* [What is being asked] Pull every line that holds the word "DateTime" from the entries.

* [Given information]
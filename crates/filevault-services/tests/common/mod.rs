#![allow(dead_code)]

use async_trait::async_trait;
use chrono::{DateTime, Utc};
use filevault_core::{AppError, File, FileStatus, NewFile};
use filevault_db::{FileRepository, FileTransaction, InMemoryFileRepository};
use filevault_services::FileService;
use filevault_storage::{
    ByteReader, CompletedPart, LocalStorage, MultipartUpload, ObjectMeta, ObjectStream,
    PresignOptions, Storage, StorageBackend, StorageError, StorageResult,
};
use futures::StreamExt;
use std::path::Path;
use std::sync::atomic::{AtomicBool, Ordering};
use std::sync::Arc;
use std::time::Duration;
use tempfile::TempDir;
use uuid::Uuid;

fn injected(what: &str) -> StorageError {
    StorageError::BackendError(format!("injected {} failure", what))
}

/// Local storage with switchable failures.
pub struct FaultyStorage {
    pub local: LocalStorage,
    pub fail_upload: AtomicBool,
    pub fail_presign: AtomicBool,
    pub fail_delete: AtomicBool,
    pub fail_abort: AtomicBool,
}

impl FaultyStorage {
    pub fn new(local: LocalStorage) -> Self {
        Self {
            local,
            fail_upload: AtomicBool::new(false),
            fail_presign: AtomicBool::new(false),
            fail_delete: AtomicBool::new(false),
            fail_abort: AtomicBool::new(false),
        }
    }

    fn check(flag: &AtomicBool, what: &str) -> StorageResult<()> {
        if flag.load(Ordering::SeqCst) {
            return Err(injected(what));
        }
        Ok(())
    }
}

#[async_trait]
impl Storage for FaultyStorage {
    async fn upload(
        &self,
        key: &str,
        reader: ByteReader,
        size: u64,
        content_type: &str,
    ) -> StorageResult<()> {
        Self::check(&self.fail_upload, "upload")?;
        self.local.upload(key, reader, size, content_type).await
    }

    async fn presign_upload_url(
        &self,
        key: &str,
        expires_in: Duration,
        content_type: &str,
    ) -> StorageResult<String> {
        Self::check(&self.fail_presign, "presign")?;
        self.local
            .presign_upload_url(key, expires_in, content_type)
            .await
    }

    async fn init_multipart_upload(
        &self,
        key: &str,
        content_type: &str,
    ) -> StorageResult<MultipartUpload> {
        self.local.init_multipart_upload(key, content_type).await
    }

    async fn presign_part_url(
        &self,
        key: &str,
        upload_id: &str,
        part_number: i32,
        expires_in: Duration,
    ) -> StorageResult<String> {
        Self::check(&self.fail_presign, "presign")?;
        self.local
            .presign_part_url(key, upload_id, part_number, expires_in)
            .await
    }

    async fn complete_multipart_upload(
        &self,
        key: &str,
        upload_id: &str,
        parts: &[CompletedPart],
    ) -> StorageResult<()> {
        self.local
            .complete_multipart_upload(key, upload_id, parts)
            .await
    }

    async fn abort_multipart_upload(&self, key: &str, upload_id: &str) -> StorageResult<()> {
        Self::check(&self.fail_abort, "abort")?;
        self.local.abort_multipart_upload(key, upload_id).await
    }

    async fn presign_download_url(
        &self,
        key: &str,
        expires_in: Duration,
        options: &PresignOptions,
    ) -> StorageResult<String> {
        Self::check(&self.fail_presign, "presign")?;
        self.local
            .presign_download_url(key, expires_in, options)
            .await
    }

    async fn delete(&self, key: &str) -> StorageResult<()> {
        Self::check(&self.fail_delete, "delete")?;
        self.local.delete(key).await
    }

    async fn head(&self, key: &str) -> StorageResult<Option<ObjectMeta>> {
        self.local.head(key).await
    }

    async fn get_object(&self, key: &str) -> StorageResult<ObjectStream> {
        self.local.get_object(key).await
    }

    fn backend_type(&self) -> StorageBackend {
        self.local.backend_type()
    }
}

/// In-memory repository with switchable failures.
#[derive(Clone)]
pub struct FaultyRepository {
    pub inner: InMemoryFileRepository,
    pub fail_create: Arc<AtomicBool>,
    pub fail_commit: Arc<AtomicBool>,
    pub fail_update_status: Arc<AtomicBool>,
}

impl FaultyRepository {
    pub fn new() -> Self {
        Self {
            inner: InMemoryFileRepository::new(),
            fail_create: Arc::new(AtomicBool::new(false)),
            fail_commit: Arc::new(AtomicBool::new(false)),
            fail_update_status: Arc::new(AtomicBool::new(false)),
        }
    }

    fn check(flag: &AtomicBool, what: &str) -> Result<(), AppError> {
        if flag.load(Ordering::SeqCst) {
            return Err(AppError::Internal(format!("injected {} failure", what)));
        }
        Ok(())
    }
}

#[async_trait]
impl FileRepository for FaultyRepository {
    async fn create(&self, new_file: NewFile) -> Result<File, AppError> {
        Self::check(&self.fail_create, "create")?;
        self.inner.create(new_file).await
    }

    async fn get_by_id(&self, id: Uuid) -> Result<File, AppError> {
        self.inner.get_by_id(id).await
    }

    async fn get_by_storage_key(&self, storage_key: &str) -> Result<Option<File>, AppError> {
        self.inner.get_by_storage_key(storage_key).await
    }

    async fn update(&self, file: &File) -> Result<File, AppError> {
        self.inner.update(file).await
    }

    async fn update_status(&self, id: Uuid, status: FileStatus) -> Result<(), AppError> {
        Self::check(&self.fail_update_status, "update_status")?;
        self.inner.update_status(id, status).await
    }

    async fn soft_delete(&self, id: Uuid) -> Result<(), AppError> {
        self.inner.soft_delete(id).await
    }

    async fn purge(&self, id: Uuid) -> Result<(), AppError> {
        self.inner.purge(id).await
    }

    async fn list(&self, offset: i64, limit: i64) -> Result<(Vec<File>, i64), AppError> {
        self.inner.list(offset, limit).await
    }

    async fn list_stale(
        &self,
        status: FileStatus,
        older_than: DateTime<Utc>,
        limit: i64,
    ) -> Result<Vec<File>, AppError> {
        self.inner.list_stale(status, older_than, limit).await
    }

    async fn begin(&self) -> Result<Box<dyn FileTransaction>, AppError> {
        Ok(Box::new(FaultyTransaction {
            inner: self.inner.begin().await?,
            fail_commit: Arc::clone(&self.fail_commit),
        }))
    }
}

struct FaultyTransaction {
    inner: Box<dyn FileTransaction>,
    fail_commit: Arc<AtomicBool>,
}

#[async_trait]
impl FileTransaction for FaultyTransaction {
    async fn update_status(&mut self, id: Uuid, status: FileStatus) -> Result<(), AppError> {
        self.inner.update_status(id, status).await
    }

    async fn soft_delete(&mut self, id: Uuid) -> Result<(), AppError> {
        self.inner.soft_delete(id).await
    }

    async fn commit(self: Box<Self>) -> Result<(), AppError> {
        FaultyRepository::check(&self.fail_commit, "commit")?;
        self.inner.commit().await
    }

    async fn rollback(self: Box<Self>) -> Result<(), AppError> {
        self.inner.rollback().await
    }
}

pub struct Harness {
    pub service: FileService,
    pub repo: FaultyRepository,
    pub storage: Arc<FaultyStorage>,
    pub dir: TempDir,
}

impl Harness {
    pub async fn new() -> Self {
        Self::build(false).await
    }

    pub async fn verifying() -> Self {
        Self::build(true).await
    }

    async fn build(verify_on_confirm: bool) -> Self {
        let dir = tempfile::tempdir().unwrap();
        let local = LocalStorage::new(
            dir.path(),
            "http://localhost:8080/files".to_string(),
            Some("test-secret".to_string()),
        )
        .await
        .unwrap();

        let repo = FaultyRepository::new();
        let storage = Arc::new(FaultyStorage::new(local));
        let service = FileService::new(Arc::new(repo.clone()), storage.clone())
            .with_verify_on_confirm(verify_on_confirm);

        Self {
            service,
            repo,
            storage,
            dir,
        }
    }

    pub async fn read_object(&self, key: &str) -> Vec<u8> {
        let mut object = self.storage.local.get_object(key).await.unwrap();
        let mut out = Vec::new();
        while let Some(chunk) = object.body.next().await {
            out.extend_from_slice(&chunk.unwrap());
        }
        out
    }

    /// Stored objects, multipart staging excluded.
    pub fn object_count(&self) -> usize {
        count_files(&self.dir.path().join("files"))
    }

    pub fn staged_sessions(&self) -> usize {
        std::fs::read_dir(self.dir.path().join(".multipart"))
            .map(|entries| entries.count())
            .unwrap_or(0)
    }
}

fn count_files(dir: &Path) -> usize {
    let Ok(entries) = std::fs::read_dir(dir) else {
        return 0;
    };
    entries
        .flatten()
        .map(|entry| {
            let path = entry.path();
            if path.is_dir() {
                count_files(&path)
            } else {
                1
            }
        })
        .sum()
}

pub fn reader(data: &[u8]) -> ByteReader {
    Box::pin(std::io::Cursor::new(data.to_vec()))
}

* [Exercise result]
use chrono::{DateTime, Utc};
        older_than: DateTime<Utc>,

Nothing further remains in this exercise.